● Data extracts

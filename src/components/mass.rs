use serde::{Deserialize, Serialize};

/// Supplies the structural mass assigned to each segment of each component.
///
/// Segments are addressed by the oracle's segment index, not by their
/// position in the reordered chain.
pub trait MassBreakdown {
    fn fuselage_segment_mass(&self, fuselage: usize, segment: usize) -> Option<f64>;

    /// Mass of a wing segment; `mirrored` selects the symmetric half.
    fn wing_segment_mass(&self, wing: usize, segment: usize, mirrored: bool) -> Option<f64>;
}

/// Segment masses of one wing.
#[derive(Debug, Clone, Default, PartialEq, Serialize, Deserialize)]
pub struct WingSegmentMasses {
    pub segments: Vec<f64>,
    /// Masses of the mirrored half; the primary masses are reused when absent.
    #[serde(default, skip_serializing_if = "Option::is_none")]
    pub mirrored: Option<Vec<f64>>,
}

/// Tabulated mass breakdown, as handed over by the mass estimation stage.
#[derive(Debug, Clone, Default, PartialEq, Serialize, Deserialize)]
pub struct SegmentMasses {
    #[serde(default)]
    pub fuselages: Vec<Vec<f64>>,
    #[serde(default)]
    pub wings: Vec<WingSegmentMasses>,
}

impl MassBreakdown for SegmentMasses {
    fn fuselage_segment_mass(&self, fuselage: usize, segment: usize) -> Option<f64> {
        self.fuselages.get(fuselage)?.get(segment).copied()
    }

    fn wing_segment_mass(&self, wing: usize, segment: usize, mirrored: bool) -> Option<f64> {
        let wing = self.wings.get(wing)?;
        if mirrored {
            if let Some(masses) = &wing.mirrored {
                return masses.get(segment).copied();
            }
        }
        wing.segments.get(segment).copied()
    }
}

#[cfg(test)]
mod tests {
    use super::*;

    #[test]
    fn test_mirrored_falls_back_to_primary() {
        let masses = SegmentMasses {
            fuselages: vec![],
            wings: vec![WingSegmentMasses {
                segments: vec![10.0, 20.0],
                mirrored: None,
            }],
        };
        assert_eq!(masses.wing_segment_mass(0, 1, true), Some(20.0));
        assert_eq!(masses.wing_segment_mass(0, 2, false), None);
        assert_eq!(masses.wing_segment_mass(1, 0, false), None);
    }
}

● Your goal
Word for word, repeat each entry shown above.

● Worked solution
filename src/components/mass.rs
use serde::{Deserialize, Serialize};

/// Supplies the structural mass assigned to each segment of each component.
///
/// Segments are addressed by the oracle's segment index, not by their
/// position in the reordered chain.
pub trait MassBreakdown {
    fn fuselage_segment_mass(&self, fuselage: usize, segment: usize) -> Option<f64>;

    /// Mass of a wing segment; `mirrored` selects the symmetric half.
    fn wing_segment_mass(&self, wing: usize, segment: usize, mirrored: bool) -> Option<f64>;
}

/// Segment masses of one wing.
#[derive(Debug, Clone, Default, PartialEq, Serialize, Deserialize)]
pub struct WingSegmentMasses {
    pub segments: Vec<f64>,
    /// Masses of the mirrored half; the primary masses are reused when absent.
    #[serde(default, skip_serializing_if = "Option::is_none")]
    pub mirrored: Option<Vec<f64>>,
}

/// Tabulated mass breakdown, as handed over by the mass estimation stage.
#[derive(Debug, Clone, Default, PartialEq, Serialize, Deserialize)]
pub struct SegmentMasses {
    #[serde(default)]
    pub fuselages: Vec<Vec<f64>>,
    #[serde(default)]
    pub wings: Vec<WingSegmentMasses>,
}

impl MassBreakdown for SegmentMasses {
    fn fuselage_segment_mass(&self, fuselage: usize, segment: usize) -> Option<f64> {
        self.fuselages.get(fuselage)?.get(segment).copied()
    }

    fn wing_segment_mass(&self, wing: usize, segment: usize, mirrored: bool) -> Option<f64> {
        let wing = self.wings.get(wing)?;
        if mirrored {
            if let Some(masses) = &wing.mirrored {
                return masses.get(segment).copied();
            }
        }
        wing.segments.get(segment).copied()
    }
}

#[cfg(test)]
mod tests {
    use super::*;

    #[test]
    fn test_mirrored_falls_back_to_primary() {
        let masses = SegmentMasses {
            fuselages: vec![],
            wings: vec![WingSegmentMasses {
                segments: vec![10.0, 20.0],
                mirrored: None,
            }],
        };
        assert_eq!(masses.wing_segment_mass(0, 1, true), Some(20.0));
        assert_eq!(masses.wing_segment_mass(0, 2, false), None);
        assert_eq!(masses.wing_segment_mass(1, 0, false), None);
    }
}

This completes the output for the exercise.